対処として、pdbファイルの拡張子を.pdbから.txtに変更する、または.pdbのファイルをRasMacに関連付けすることで、回避可能です。
また、PDBjではRasmolをベースとしたjVというviewerを開発し、随時アップデートを行っております。
「jV: Graphic Viewer」をご覧下さい。
rasmolの様にスタンドアロンで使用する場合は、jVのダウンロードページからバイナリファイルをダウンロードし、解凍したjarファイルをダブルクリックするだけでお使いになれます(JREの環境は必要です)。
アプレットとしての利用の場合は、設定資料に従ってインストールして頂ければお使いになれます。
A) PDBのファイル形式に変更がありましたが、古いバージョンのPDBjViewerがそれに対応していない可能性が考えられます。
PDBjViewerは、現在 jV と名前を変えています。

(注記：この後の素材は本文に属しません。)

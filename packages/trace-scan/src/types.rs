// Common types for the capture session

use crate::error::ScanError;
use crate::payload::Payload;
use crate::sampler::SamplerStats;
use serde::{Deserialize, Serialize};

/// Lifecycle state of a capture session
#[derive(Debug, Clone, Copy, PartialEq, Eq, Serialize, Deserialize)]
#[serde(rename_all = "snake_case")]
pub enum ScanState {
    /// Created, nothing requested yet
    Idle,

    /// Waiting for the user or OS to answer the camera prompt
    RequestingPermission,

    /// Stream held and frames being sampled
    Streaming,

    /// Ended normally (decoded, cancelled, preempted or timed out). Holds no stream.
    Stopped,

    /// Ended with a classified error. Holds no stream.
    Failed,
}

impl ScanState {
    /// States in which the session owns, or is about to own, the camera
    pub fn is_active(&self) -> bool {
        matches!(self, ScanState::RequestingPermission | ScanState::Streaming)
    }
}

impl Default for ScanState {
    fn default() -> Self {
        Self::Idle
    }
}

/// Why the last attempt ended. Exactly one per attempt.
#[derive(Debug, Clone, Copy, PartialEq, Eq, Serialize, Deserialize)]
#[serde(rename_all = "snake_case")]
pub enum Termination {
    /// A payload was decoded
    Decoded,
    /// `stop()` or `dispose()` by the host
    Cancelled,
    /// Another session claimed the camera
    Preempted,
    /// Idle timeout elapsed without a payload
    TimedOut,
    /// Acquisition or the live stream failed
    Failed,
}

/// Events emitted to the host UI
#[derive(Debug, Clone, PartialEq)]
pub enum ScanEvent {
    StateChanged { session_id: String, state: ScanState },
    Result { session_id: String, payload: Payload },
    Error { session_id: String, error: ScanError },
}

/// Counters across every attempt of one session
#[derive(Debug, Clone, Default, PartialEq, Eq, Serialize, Deserialize)]
pub struct SessionStats {
    pub attempts: u64,
    pub fallback_grants: u64,
    pub stale_grants_released: u64,
    pub decode_attempts: u64,
    pub ticks: u64,
    pub frames_sampled: u64,
    pub skipped_busy: u64,
    pub skipped_not_ready: u64,
}

impl SessionStats {
    pub(crate) fn absorb_sampler(&mut self, sampler: &SamplerStats) {
        let snapshot = sampler.snapshot();
        self.ticks += snapshot.ticks;
        self.frames_sampled += snapshot.frames_sampled;
        self.skipped_busy += snapshot.skipped_busy;
        self.skipped_not_ready += snapshot.skipped_not_ready;
    }
}

/// Point-in-time view of a session, for diagnostics and the CLI
#[derive(Debug, Clone, Serialize, Deserialize)]
pub struct SessionSnapshot {
    pub session_id: String,
    pub state: ScanState,
    pub result: Option<Payload>,
    pub last_error: Option<ScanError>,
    pub termination: Option<Termination>,
    pub holds_stream: bool,
    pub stats: SessionStats,
}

jVのダウンロードページから最新版をインストールして下さい。
A) JRE6 Update15(1.6.0_15), JRE6 Update16(1.6.0_16) をお使いの場合、
以下のエラーが発生し、jVの表示ができなくなることがあります。
JRE6 Update17(1.6.0_17)以降をお使いください。
その他の閲覧のトラブルについては、jV 利用マニュアル - トラブルシューティングをご覧下さい。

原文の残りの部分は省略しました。